Famous Case Law: Salomon v A Salomon & Co Ltd (1897)

This case laid the groundwork for the modern corporate structure, providing a legal basis for limited liability and contributing significantly to the development of corporate law…Read more

Case Name: Salomon v A Salomon & Co Ltd (1897)

Background:

  • Mr. Salomon had a successful leather-boot making business, conducted as a sole proprietorship.
  • To take advantage of the benefits of limited liability, Mr. Salomon decided to incorporate his business as a limited company, A Salomon & Co Ltd, with himself as the majority shareholder.
  • The company was formed with Mr. Salomon holding 20,001 out of the 20,007 shares issued, and his family members holding one share each.

Issue:

  • The company faced financial difficulties and ultimately went into liquidation.
  • Creditors argued that the company was a mere façade, and Mr. Salomon should be personally liable for the company’s debts.

Legal Principle:

  • The House of Lords unanimously held that the company was a separate legal entity from its shareholders.
  • The legal principle established in this case is often referred to as the “Salomon Principle,” emphasizing the separate legal personality of a company.

Rationale:

  • The court upheld the concept of limited liability, stating that once a company is legally formed, it becomes an independent legal entity distinct from its shareholders.
  • As a separate legal entity, the company could own property, sue, and be sued in its own right.
  • The fact that Mr.

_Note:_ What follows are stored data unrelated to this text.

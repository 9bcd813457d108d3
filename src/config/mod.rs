//! Application configuration

mod app_config;

pub use app_config::{
    AdminConfig, AppConfig, BalancerConfig, ClusterBackend, ClusterConfig, CookieConfig,
    InstanceConfig, LogFormat, LoggingConfig, PasscodeConfig, ServerConfig, SettingsDefaults,
};
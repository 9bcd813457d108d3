//! Entry page every proxy redirect points to

use axum::{
    body::Body,
    extract::{Request, State},
    http::Uri,
    response::{IntoResponse, Response},
};
use tower::ServiceExt;
use tower_http::services::{ServeDir, ServeFile};

use super::proxy::ENTRY_PATH;
use super::state::AppState;

/// Serves the UI directory under `/balancer`; unknown paths get its `index.html`
pub async fn entry_page(State(state): State<AppState>, mut request: Request) -> Response {
    let tail = request
        .uri()
        .path()
        .strip_prefix(ENTRY_PATH)
        .filter(|tail| !tail.is_empty())
        .unwrap_or("/");
    *request.uri_mut() = tail.parse::<Uri>().unwrap_or_else(|_| Uri::from_static("/"));

    let index = state.ui_dir.join("index.html");
    let service = ServeDir::new(&state.ui_dir)
        .append_index_html_on_directories(false)
        .fallback(ServeFile::new(index));

    match service.oneshot(request).await {
        Ok(response) => response.map(Body::new).into_response(),
        Err(never) => match never {},
    }
}
//! Settings update validation

use serde_json::{Map, Value};

use super::entity::Setting;
use crate::domain::DomainError;

/// Validate a whole settings payload before any of it is applied.
///
/// Every key must name a known setting and every value must be a boolean;
/// the first violation rejects the entire payload.
pub fn parse_settings_update(payload: &Map<String, Value>) -> Result<Vec<(Setting, bool)>, DomainError> {
    payload
        .iter()
        .map(|(name, value)| {
            let setting: Setting = name.parse()?;
            let value = value.as_bool().ok_or_else(|| {
                DomainError::validation(format!("invalid value: {}, for setting: {}", value, name))
            })?;
            Ok((setting, value))
        })
        .collect()
}
//! API layer - HTTP endpoints and middleware

pub mod admin;
pub mod entry;
pub mod health;
pub mod middleware;
pub mod proxy;
pub mod router;
pub mod state;
pub mod teams;
pub mod types;

pub use router::create_router;
pub use state::{AppState, SessionCookieConfig};
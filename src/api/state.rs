//! Shared application context

use std::path::PathBuf;
use std::sync::Arc;

use crate::infrastructure::auth::SignedTokenCodec;
use crate::infrastructure::proxy::{BackendUrlResolver, ProxyForwarder, ProxyRouter};
use crate::infrastructure::settings::SettingsStore;
use crate::infrastructure::team::TeamLifecycleManager;

/// Attributes of the session cookie
#[derive(Debug, Clone)]
pub struct SessionCookieConfig {
    pub name: String,
    pub secure: bool,
}

impl Default for SessionCookieConfig {
    fn default() -> Self {
        Self {
            name: "balancer".to_string(),
            secure: false,
        }
    }
}

impl SessionCookieConfig {
    /// `Set-Cookie` value carrying a session token
    pub fn issue(&self, token: &str) -> String {
        format!("{}={}; {}", self.name, token, self.attributes())
    }

    /// `Set-Cookie` value removing the session
    pub fn clear(&self) -> String {
        format!("{}=; Max-Age=0; {}", self.name, self.attributes())
    }

    fn attributes(&self) -> String {
        let mut attributes = "Path=/; HttpOnly; SameSite=Strict".to_string();

        if self.secure {
            attributes.push_str("; Secure");
        }

        attributes
    }
}

/// Everything a request handler needs; immutable once built
#[derive(Debug, Clone)]
pub struct AppState {
    pub teams: Arc<TeamLifecycleManager>,
    pub proxy_router: Arc<ProxyRouter>,
    pub forwarder: Arc<ProxyForwarder>,
    pub backend_urls: Arc<dyn BackendUrlResolver>,
    pub settings: Arc<SettingsStore>,
    pub tokens: Arc<SignedTokenCodec>,
    pub cookie: SessionCookieConfig,
    pub ui_dir: PathBuf,
}
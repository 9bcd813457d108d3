//! Session cookie extractors

use axum::{
    extract::FromRequestParts,
    http::{header, request::Parts, HeaderMap},
};
use tracing::debug;

use crate::api::state::AppState;
use crate::api::types::ApiError;
use crate::domain::TeamName;

/// Raw value of the named cookie
pub fn session_token(headers: &HeaderMap, cookie_name: &str) -> Option<String> {
    headers
        .get_all(header::COOKIE)
        .iter()
        .filter_map(|value| value.to_str().ok())
        .flat_map(|value| value.split(';'))
        .filter_map(|pair| pair.trim().split_once('='))
        .find(|(name, _)| *name == cookie_name)
        .map(|(_, value)| value.to_string())
}

/// Extractor for a request carrying a valid team session
#[derive(Debug, Clone)]
pub struct RequireTeam(pub TeamName);

impl FromRequestParts<AppState> for RequireTeam {
    type Rejection = ApiError;

    async fn from_request_parts(
        parts: &mut Parts,
        state: &AppState,
    ) -> Result<Self, Self::Rejection> {
        session_token(&parts.headers, &state.cookie.name)
            .and_then(|token| state.tokens.verify(&token))
            .and_then(|identity| TeamName::new(identity).ok())
            .map(RequireTeam)
            .ok_or_else(|| ApiError::unauthorized("Invalid session"))
    }
}

/// Extractor for a request carrying the admin session
#[derive(Debug, Clone)]
pub struct RequireAdmin;

impl FromRequestParts<AppState> for RequireAdmin {
    type Rejection = ApiError;

    async fn from_request_parts(
        parts: &mut Parts,
        state: &AppState,
    ) -> Result<Self, Self::Rejection> {
        let RequireTeam(team) = RequireTeam::from_request_parts(parts, state).await?;

        if !team.is_admin() {
            debug!(team = %team, "Rejected admin request");
            return Err(ApiError::unauthorized("Admin access required"));
        }

        Ok(RequireAdmin)
    }
}
//! Request/response logging middleware with sensitive data redaction

use std::time::Instant;

use axum::{
    body::Body,
    extract::MatchedPath,
    http::Request,
    middleware::Next,
    response::Response,
};
use tracing::info;

/// Logs every request and its outcome. Span creation is left to `TraceLayer`.
pub async fn logging_middleware(request: Request<Body>, next: Next) -> Response {
    let start = Instant::now();
    let method = request.method().clone();
    let path = extract_path(&request);
    let request_id = extract_request_id(&request);
    let headers_log = redact_headers(&request);

    info!(
        method = %method,
        path = %path,
        request_id = %request_id,
        headers = %headers_log,
        "Incoming request"
    );

    let response = next.run(request).await;

    info!(
        method = %method,
        path = %path,
        status = %response.status().as_u16(),
        duration_ms = %start.elapsed().as_millis(),
        request_id = %request_id,
        "Request completed"
    );

    response
}

fn extract_path(request: &Request<Body>) -> String {
    request
        .extensions()
        .get::<MatchedPath>()
        .map(|mp| mp.as_str().to_string())
        .unwrap_or_else(|| request.uri().path().to_string())
}

fn extract_request_id(request: &Request<Body>) -> String {
    request
        .headers()
        .get("x-request-id")
        .and_then(|v| v.to_str().ok())
        .map(|s| s.to_string())
        .unwrap_or_else(|| uuid::Uuid::new_v4().to_string())
}

fn redact_headers(request: &Request<Body>) -> String {
    request
        .headers()
        .iter()
        .filter(|(name, _)| should_log_header(name.as_str()))
        .map(|(name, value)| {
            let value = if is_sensitive_header(name.as_str()) {
                "[REDACTED]"
            } else {
                value.to_str().unwrap_or("[invalid]")
            };
            format!("{}={}", name, value)
        })
        .collect::<Vec<_>>()
        .join(", ")
}

/// Headers that may carry session tokens or credentials
fn is_sensitive_header(name: &str) -> bool {
    matches!(
        name,
        "authorization" | "cookie" | "set-cookie" | "proxy-authorization"
    )
}

fn should_log_header(name: &str) -> bool {
    matches!(
        name,
        "content-type"
            | "content-length"
            | "accept"
            | "user-agent"
            | "x-request-id"
            | "x-forwarded-for"
            | "x-real-ip"
            | "cookie"
            | "authorization"
    )
}
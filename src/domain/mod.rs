//! Domain layer - Core types and contracts

pub mod error;
pub mod settings;
pub mod team;
pub mod workload;

pub use error::DomainError;
pub use settings::{parse_settings_update, Setting, SettingsSnapshot};
pub use team::{TeamName, TeamValidationError};
pub use workload::{ClusterClient, ClusterError, ServiceSpec, Workload, WorkloadSpec};
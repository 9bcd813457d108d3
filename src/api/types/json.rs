//! JSON extractor that reports rejections in the API error format

use axum::{
    extract::{rejection::JsonRejection, FromRequest, Request},
    response::{IntoResponse, Response},
    Json as AxumJson,
};
use serde::de::DeserializeOwned;

use super::error::ApiError;

/// Wrapper around `axum::Json` whose rejections are `400` API errors
#[derive(Debug, Clone, Copy, Default)]
pub struct Json<T>(pub T);

impl<T> Json<T> {
    pub fn into_inner(self) -> T {
        self.0
    }
}

impl<T, S> FromRequest<S> for Json<T>
where
    T: DeserializeOwned,
    S: Send + Sync,
{
    type Rejection = ApiError;

    async fn from_request(req: Request, state: &S) -> Result<Self, Self::Rejection> {
        match AxumJson::<T>::from_request(req, state).await {
            Ok(AxumJson(value)) => Ok(Json(value)),
            Err(rejection) => Err(ApiError::bad_request(format_rejection_message(&rejection))),
        }
    }
}

fn format_rejection_message(rejection: &JsonRejection) -> String {
    match rejection {
        JsonRejection::JsonDataError(err) => format!("Invalid JSON data: {}", err.body_text()),
        JsonRejection::JsonSyntaxError(err) => format!("Invalid JSON syntax: {}", err.body_text()),
        JsonRejection::MissingJsonContentType(_) => {
            "Missing Content-Type header. Expected 'application/json'.".to_string()
        }
        JsonRejection::BytesRejection(err) => {
            format!("Failed to read request body: {}", err.body_text())
        }
        _ => "Invalid JSON request".to_string(),
    }
}

impl<T> IntoResponse for Json<T>
where
    T: serde::Serialize,
{
    fn into_response(self) -> Response {
        AxumJson(self.0).into_response()
    }
}
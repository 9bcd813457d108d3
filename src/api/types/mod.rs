//! API request, response and error types

pub mod balancer;
pub mod error;
pub mod json;

pub use balancer::{InstanceListResponse, InstanceResponse, JoinRequest, MessageResponse};
pub use error::{ApiError, ApiErrorResponse};
pub use json::Json;
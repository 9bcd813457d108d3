//! Arena Balancer
//!
//! Routes every team's traffic to its own instance in the cluster:
//! - Signed session cookies identifying a team
//! - Team instance lifecycle (create, join, passcode reset, restart, delete)
//! - Readiness-cached proxy routing with redirect outcomes
//! - Runtime settings toggled by the admin

pub mod api;
pub mod cli;
pub mod config;
pub mod domain;
pub mod infrastructure;

pub use config::AppConfig;

use std::sync::Arc;

use api::{AppState, SessionCookieConfig};
use domain::{ClusterClient, DomainError, SettingsSnapshot};
use infrastructure::{
    auth::{PasscodeAuthenticator, PasscodeGenerator, RandomPasscodeGenerator, SignedTokenCodec},
    cache::{InstanceReadinessCache, ReadinessCacheConfig},
    cluster::{DeadlineClusterClient, InstanceTemplate},
    proxy::{BackendUrlResolver, ProxyForwarder, ProxyRouter, ServiceUrlResolver},
    settings::SettingsStore,
    team::{TeamLifecycleConfig, TeamLifecycleManager},
};

/// Wire up the application with a random passcode generator and in-cluster backend addresses
pub fn create_app_state(
    config: &AppConfig,
    cluster: Arc<dyn ClusterClient>,
) -> Result<AppState, DomainError> {
    create_app_state_with(
        config,
        cluster,
        Arc::new(RandomPasscodeGenerator::new()),
        None,
    )
}

/// Wire up the application with explicit strategies.
///
/// Every cluster call made through the returned state is bounded by
/// `balancer.cluster_timeout_ms`.
pub fn create_app_state_with(
    config: &AppConfig,
    cluster: Arc<dyn ClusterClient>,
    passcode_generator: Arc<dyn PasscodeGenerator>,
    backend_urls: Option<Arc<dyn BackendUrlResolver>>,
) -> Result<AppState, DomainError> {
    let balancer = &config.balancer;

    if balancer.cookie.signing_key.is_empty() {
        return Err(DomainError::validation(
            "balancer.cookie.signing_key must be set",
        ));
    }

    let cluster: Arc<dyn ClusterClient> = Arc::new(DeadlineClusterClient::new(
        cluster,
        balancer.cluster_timeout(),
    ));
    let template = Arc::new(InstanceTemplate::from(&config.instance));
    let tokens = Arc::new(SignedTokenCodec::new(&balancer.cookie.signing_key));
    let settings = Arc::new(SettingsStore::new(SettingsSnapshot::from(&balancer.settings)));
    let cache = Arc::new(InstanceReadinessCache::with_config(
        ReadinessCacheConfig::default()
            .with_ttl(balancer.readiness_cache_ttl())
            .with_max_capacity(balancer.readiness_cache_capacity),
    ));
    let passcodes = Arc::new(PasscodeAuthenticator::new(
        passcode_generator,
        (&balancer.passcode).into(),
    ));

    let teams = TeamLifecycleManager::new(
        cluster.clone(),
        template.clone(),
        passcodes,
        tokens.clone(),
        cache.clone(),
        TeamLifecycleConfig {
            namespace: balancer.namespace.clone(),
            max_instances: balancer.max_instances,
            admin_password: balancer.admin.password.clone(),
        },
    );

    let proxy_router = ProxyRouter::new(
        tokens.clone(),
        settings.clone(),
        cache,
        cluster,
        template.clone(),
        balancer.namespace.clone(),
    )
    .with_last_request_patch_timeout(balancer.last_request_patch_timeout());

    let backend_urls = backend_urls.unwrap_or_else(|| {
        Arc::new(ServiceUrlResolver::new(template, balancer.namespace.clone()))
    });

    let forwarder = ProxyForwarder::new()
        .map_err(|e| DomainError::internal(format!("Failed to build HTTP client: {}", e)))?;

    Ok(AppState {
        teams: Arc::new(teams),
        proxy_router: Arc::new(proxy_router),
        forwarder: Arc::new(forwarder),
        backend_urls,
        settings,
        tokens,
        cookie: SessionCookieConfig {
            name: balancer.cookie.name.clone(),
            secure: balancer.cookie.secure,
        },
        ui_dir: config.server.ui_dir.clone().into(),
    })
}

#[cfg(test)]
pub mod test_support {
    //! Shared fixtures for tests

    use std::sync::Arc;

    use crate::api::AppState;
    use crate::config::{AppConfig, PasscodeConfig};
    use crate::infrastructure::auth::{
        FixedPasscodeGenerator, PasscodeAuthenticator, PasscodeHashCost, SignedTokenCodec,
    };
    use crate::infrastructure::cluster::InMemoryClusterClient;
    use crate::infrastructure::proxy::{BackendUrlResolver, FixedUrlResolver};

    pub const PASSCODE: &str = "12345678";
    pub const SIGNING_KEY: &str = "test-signing-key";
    pub const ADMIN_PASSWORD: &str = "admin-password";
    pub const NAMESPACE: &str = "test-namespace";

    pub fn token_codec() -> SignedTokenCodec {
        SignedTokenCodec::new(SIGNING_KEY)
    }

    pub fn passcode_authenticator() -> PasscodeAuthenticator {
        PasscodeAuthenticator::new(
            Arc::new(FixedPasscodeGenerator::new(PASSCODE)),
            PasscodeHashCost {
                memory_kib: 64,
                iterations: 1,
            },
        )
    }

    pub fn config() -> AppConfig {
        let mut config = AppConfig::default();
        config.balancer.namespace = NAMESPACE.to_string();
        config.balancer.cookie.signing_key = SIGNING_KEY.to_string();
        config.balancer.admin.password = ADMIN_PASSWORD.to_string();
        config.balancer.passcode = PasscodeConfig {
            hash_memory_kib: 64,
            hash_iterations: 1,
        };
        config
    }

    /// Application state over the given cluster, forwarding every team to `backend_url`
    pub fn app_state(cluster: Arc<InMemoryClusterClient>, backend_url: &str) -> AppState {
        let backend_urls: Arc<dyn BackendUrlResolver> = Arc::new(FixedUrlResolver::new(backend_url));

        crate::create_app_state_with(
            &config(),
            cluster,
            Arc::new(FixedPasscodeGenerator::new(PASSCODE)),
            Some(backend_urls),
        )
        .unwrap()
    }

    /// `Cookie` header value for a session of `identity`
    pub fn session_cookie(identity: &str) -> String {
        format!("balancer={}", token_codec().sign(identity).unwrap())
    }
}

Salomon and his family members were the primary shareholders did not negate the separate legal personality of the company.

Impact:

  • The Salomon v Salomon case is a landmark decision and forms the foundation of company law principles regarding corporate personality and limited liability.
  • It is considered a cornerstone case in corporate law, emphasizing the separation between a company and its shareholders.